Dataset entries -

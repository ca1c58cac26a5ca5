use std::collections::BTreeSet;

use tracing::debug;

use crate::limits::{MAX_IN_CLAUSE_IDS, MAX_NAME_LEN};
use crate::model::*;
use crate::page::{order, PageRequest};

use super::{observed, Engine, EngineError};

#[derive(Debug, Clone, Default)]
pub struct UserQuery {
    pub ids: Vec<String>,
    pub query: Option<String>,
    pub limit: Option<i64>,
    pub offset: Option<i64>,
}

#[derive(Debug, Clone, Default)]
pub struct TeamQuery {
    pub ids: Vec<String>,
    pub query: Option<String>,
    pub created_by: Option<String>,
    pub team_type: Option<TeamType>,
    pub limit: Option<i64>,
    pub offset: Option<i64>,
}

#[derive(Debug, Clone, Default)]
pub struct PodQuery {
    pub query: Option<String>,
    pub limit: Option<i64>,
    pub offset: Option<i64>,
}

#[derive(Debug, Clone)]
pub struct NewTeam {
    pub id: Option<String>,
    pub name: String,
    pub team_type: TeamType,
    pub created_by: Option<String>,
    pub member_ids: BTreeSet<String>,
}

/// Split comma-joined entries (`["a,b", " c "]` → `["a", "b", "c"]`), dropping blanks.
pub fn normalize_ids(ids: &[String]) -> Vec<String> {
    ids.iter()
        .flat_map(|entry| entry.split(','))
        .map(str::trim)
        .filter(|id| !id.is_empty())
        .map(str::to_string)
        .collect()
}

fn search_term(query: &Option<String>) -> Option<&str> {
    query.as_deref().map(str::trim).filter(|q| !q.is_empty())
}

fn check_ids(ids: &[String]) -> Result<(), EngineError> {
    if ids.len() > MAX_IN_CLAUSE_IDS {
        return Err(EngineError::LimitExceeded("too many ids"));
    }
    Ok(())
}

impl Engine {
    pub async fn get_user(&self, id: &str) -> Result<User, EngineError> {
        self.store
            .get_user(id)
            .await?
            .ok_or_else(|| EngineError::not_found("user", id))
    }

    pub async fn get_team(&self, id: &str) -> Result<Group, EngineError> {
        self.store
            .get_group(&GroupRef::Team(id.to_string()))
            .await?
            .ok_or_else(|| EngineError::not_found("team", id))
    }

    pub async fn get_pod(&self, id: &str) -> Result<Group, EngineError> {
        self.store
            .get_group(&GroupRef::Pod(id.to_string()))
            .await?
            .ok_or_else(|| EngineError::not_found("pod", id))
    }

    /// Ids win over a search term; a search term gets a default window; otherwise
    /// the full directory by display name.
    pub async fn users(&self, query: &UserQuery) -> Result<Vec<User>, EngineError> {
        observed("users", async {
            let ids = normalize_ids(&query.ids);
            if !ids.is_empty() {
                check_ids(&ids)?;
                return Ok(self.store.users_by_ids(&ids).await?);
            }
            if let Some(term) = search_term(&query.query) {
                let page = PageRequest::for_search(query.limit, query.offset, order::USERS)?;
                return Ok(self.store.search_users(term, Some(&page)).await?);
            }
            let page = PageRequest::from_params(query.limit, query.offset, order::USERS)?;
            Ok(self.store.list_users(page.as_ref()).await?)
        })
        .await
    }

    /// Filters apply in a fixed precedence: ids, type with creator, creator,
    /// type, search term, then everything.
    pub async fn teams(&self, query: &TeamQuery) -> Result<Vec<Group>, EngineError> {
        observed("teams", async {
            let ids = normalize_ids(&query.ids);
            if !ids.is_empty() {
                check_ids(&ids)?;
                return Ok(self.store.teams_by_ids(&ids).await?);
            }

            let page = PageRequest::from_params(query.limit, query.offset, order::GROUPS)?;
            let creator = query.created_by.as_deref().filter(|c| !c.trim().is_empty());
            let teams = match (query.team_type, creator) {
                (Some(team_type), Some(creator)) => {
                    self.store
                        .teams_by_type_and_creator(team_type, creator, page.as_ref())
                        .await?
                }
                (None, Some(creator)) => self.store.teams_by_creator(creator, page.as_ref()).await?,
                (Some(team_type), None) => self.store.teams_by_type(team_type, page.as_ref()).await?,
                (None, None) => match search_term(&query.query) {
                    Some(term) => {
                        let page = PageRequest::for_search(query.limit, query.offset, order::GROUPS)?;
                        self.store.search_teams(term, Some(&page)).await?
                    }
                    None => self.store.list_teams(page.as_ref()).await?,
                },
            };
            Ok(teams)
        })
        .await
    }

    pub async fn pods(&self, query: &PodQuery) -> Result<Vec<Group>, EngineError> {
        observed("pods", async {
            if let Some(term) = search_term(&query.query) {
                let page = PageRequest::for_search(query.limit, query.offset, order::GROUPS)?;
                return Ok(self.store.search_pods(term, Some(&page)).await?);
            }
            let page = PageRequest::from_params(query.limit, query.offset, order::GROUPS)?;
            Ok(self.store.list_pods(page.as_ref()).await?)
        })
        .await
    }

    pub async fn save_user(&self, user: User) -> Result<User, EngineError> {
        if user.display_name.len() > MAX_NAME_LEN {
            return Err(EngineError::LimitExceeded("display name too long"));
        }
        Ok(self.store.save_user(user).await?)
    }

    /// Insert or replace a team or pod as given.
    pub async fn save_group(&self, group: Group) -> Result<Group, EngineError> {
        if group.name.len() > MAX_NAME_LEN {
            return Err(EngineError::LimitExceeded("group name too long"));
        }
        debug!(
            "save {} {} ({} members)",
            group.group_ref().kind_label(),
            group.id,
            group.member_ids.len()
        );
        Ok(self.store.save_group(group).await?)
    }

    pub async fn save_pod(&self, id: &str, name: &str, member_ids: BTreeSet<String>) -> Result<Group, EngineError> {
        self.save_group(Group {
            id: id.to_string(),
            name: name.to_string(),
            kind: GroupKind::Pod,
            member_ids,
        })
        .await
    }

    pub async fn create_team(&self, new: NewTeam) -> Result<Group, EngineError> {
        observed("create_team", async {
            let team = Group {
                id: new.id.unwrap_or_else(Engine::new_id),
                name: new.name,
                kind: GroupKind::Team {
                    team_type: new.team_type,
                    created_by: new.created_by,
                },
                member_ids: new.member_ids,
            };
            self.save_group(team).await
        })
        .await
    }

    /// Unknown ids are not an error.
    pub async fn delete_team(&self, id: &str) -> Result<(), EngineError> {
        observed("delete_team", async {
            let removed = self.store.delete_group(&GroupRef::Team(id.to_string())).await?;
            debug!("delete team {id}: removed={removed}");
            Ok(())
        })
        .await
    }
}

TASK DIRECTIONS -
Each entry above is to be quoted exactly.

EXERCISE SOLUTION -
repository ca1c58cac26a5ca5
use std::collections::BTreeSet;

use tracing::debug;

use crate::limits::{MAX_IN_CLAUSE_IDS, MAX_NAME_LEN};
use crate::model::*;
use crate::page::{order, PageRequest};

use super::{observed, Engine, EngineError};

#[derive(Debug, Clone, Default)]
pub struct UserQuery {
    pub ids: Vec<String>,
    pub query: Option<String>,
    pub limit: Option<i64>,
    pub offset: Option<i64>,
}

#[derive(Debug, Clone, Default)]
pub struct TeamQuery {
    pub ids: Vec<String>,
    pub query: Option<String>,
    pub created_by: Option<String>,
    pub team_type: Option<TeamType>,
    pub limit: Option<i64>,
    pub offset: Option<i64>,
}

#[derive(Debug, Clone, Default)]
pub struct PodQuery {
    pub query: Option<String>,
    pub limit: Option<i64>,
    pub offset: Option<i64>,
}

#[derive(Debug, Clone)]
pub struct NewTeam {
    pub id: Option<String>,
    pub name: String,
    pub team_type: TeamType,
    pub created_by: Option<String>,
    pub member_ids: BTreeSet<String>,
}

/// Split comma-joined entries (`["a,b", " c "]` → `["a", "b", "c"]`), dropping blanks.
pub fn normalize_ids(ids: &[String]) -> Vec<String> {
    ids.iter()
        .flat_map(|entry| entry.split(','))
        .map(str::trim)
        .filter(|id| !id.is_empty())
        .map(str::to_string)
        .collect()
}

fn search_term(query: &Option<String>) -> Option<&str> {
    query.as_deref().map(str::trim).filter(|q| !q.is_empty())
}

fn check_ids(ids: &[String]) -> Result<(), EngineError> {
    if ids.len() > MAX_IN_CLAUSE_IDS {
        return Err(EngineError::LimitExceeded("too many ids"));
    }
    Ok(())
}

impl Engine {
    pub async fn get_user(&self, id: &str) -> Result<User, EngineError> {
        self.store
            .get_user(id)
            .await?
            .ok_or_else(|| EngineError::not_found("user", id))
    }

    pub async fn get_team(&self, id: &str) -> Result<Group, EngineError> {
        self.store
            .get_group(&GroupRef::Team(id.to_string()))
            .await?
            .ok_or_else(|| EngineError::not_found("team", id))
    }

    pub async fn get_pod(&self, id: &str) -> Result<Group, EngineError> {
        self.store
            .get_group(&GroupRef::Pod(id.to_string()))
            .await?
            .ok_or_else(|| EngineError::not_found("pod", id))
    }

    /// Ids win over a search term; a search term gets a default window; otherwise
    /// the full directory by display name.
    pub async fn users(&self, query: &UserQuery) -> Result<Vec<User>, EngineError> {
        observed("users", async {
            let ids = normalize_ids(&query.ids);
            if !ids.is_empty() {
                check_ids(&ids)?;
                return Ok(self.store.users_by_ids(&ids).await?);
            }
            if let Some(term) = search_term(&query.query) {
                let page = PageRequest::for_search(query.limit, query.offset, order::USERS)?;
                return Ok(self.store.search_users(term, Some(&page)).await?);
            }
            let page = PageRequest::from_params(query.limit, query.offset, order::USERS)?;
            Ok(self.store.list_users(page.as_ref()).await?)
        })
        .await
    }

    /// Filters apply in a fixed precedence: ids, type with creator, creator,
    /// type, search term, then everything.
    pub async fn teams(&self, query: &TeamQuery) -> Result<Vec<Group>, EngineError> {
        observed("teams", async {
            let ids = normalize_ids(&query.ids);
            if !ids.is_empty() {
                check_ids(&ids)?;
                return Ok(self.store.teams_by_ids(&ids).await?);
            }

            let page = PageRequest::from_params(query.limit, query.offset, order::GROUPS)?;
            let creator = query.created_by.as_deref().filter(|c| !c.trim().is_empty());
            let teams = match (query.team_type, creator) {
                (Some(team_type), Some(creator)) => {
                    self.store
                        .teams_by_type_and_creator(team_type, creator, page.as_ref())
                        .await?
                }
                (None, Some(creator)) => self.store.teams_by_creator(creator, page.as_ref()).await?,
                (Some(team_type), None) => self.store.teams_by_type(team_type, page.as_ref()).await?,
                (None, None) => match search_term(&query.query) {
                    Some(term) => {
                        let page = PageRequest::for_search(query.limit, query.offset, order::GROUPS)?;
                        self.store.search_teams(term, Some(&page)).await?
                    }
                    None => self.store.list_teams(page.as_ref()).await?,
                },
            };
            Ok(teams)
        })
        .await
    }

    pub async fn pods(&self, query: &PodQuery) -> Result<Vec<Group>, EngineError> {
        observed("pods", async {
            if let Some(term) = search_term(&query.query) {
                let page = PageRequest::for_search(query.limit, query.offset, order::GROUPS)?;
                return Ok(self.store.search_pods(term, Some(&page)).await?);
            }
            let page = PageRequest::from_params(query.limit, query.offset, order::GROUPS)?;
            Ok(self.store.list_pods(page.as_ref()).await?)
        })
        .await
    }

    pub async fn save_user(&self, user: User) -> Result<User, EngineError> {
        if user.display_name.len() > MAX_NAME_LEN {
            return Err(EngineError::LimitExceeded("display name too long"));
        }
        Ok(self.store.save_user(user).await?)
    }

    /// Insert or replace a team or pod as given.
    pub async fn save_group(&self, group: Group) -> Result<Group, EngineError> {
        if group.name.len() > MAX_NAME_LEN {
            return Err(EngineError::LimitExceeded("group name too long"));
        }
        debug!(
            "save {} {} ({} members)",
            group.group_ref().kind_label(),
            group.id,
            group.member_ids.len()
        );
        Ok(self.store.save_group(group).await?)
    }

    pub async fn save_pod(&self, id: &str, name: &str, member_ids: BTreeSet<String>) -> Result<Group, EngineError> {
        self.save_group(Group {
            id: id.to_string(),
            name: name.to_string(),
            kind: GroupKind::Pod,
            member_ids,
        })
        .await
    }

    pub async fn create_team(&self, new: NewTeam) -> Result<Group, EngineError> {
        observed("create_team", async {
            let team = Group {
                id: new.id.unwrap_or_else(Engine::new_id),
                name: new.name,
                kind: GroupKind::Team {
                    team_type: new.team_type,
                    created_by: new.created_by,
                },
                member_ids: new.member_ids,
            };
            self.save_group(team).await
        })
        .await
    }

    /// Unknown ids are not an error.
    pub async fn delete_team(&self, id: &str) -> Result<(), EngineError> {
        observed("delete_team", async {
            let removed = self.store.delete_group(&GroupRef::Team(id.to_string())).await?;
            debug!("delete team {id}: removed={removed}");
            Ok(())
        })
        .await
    }
}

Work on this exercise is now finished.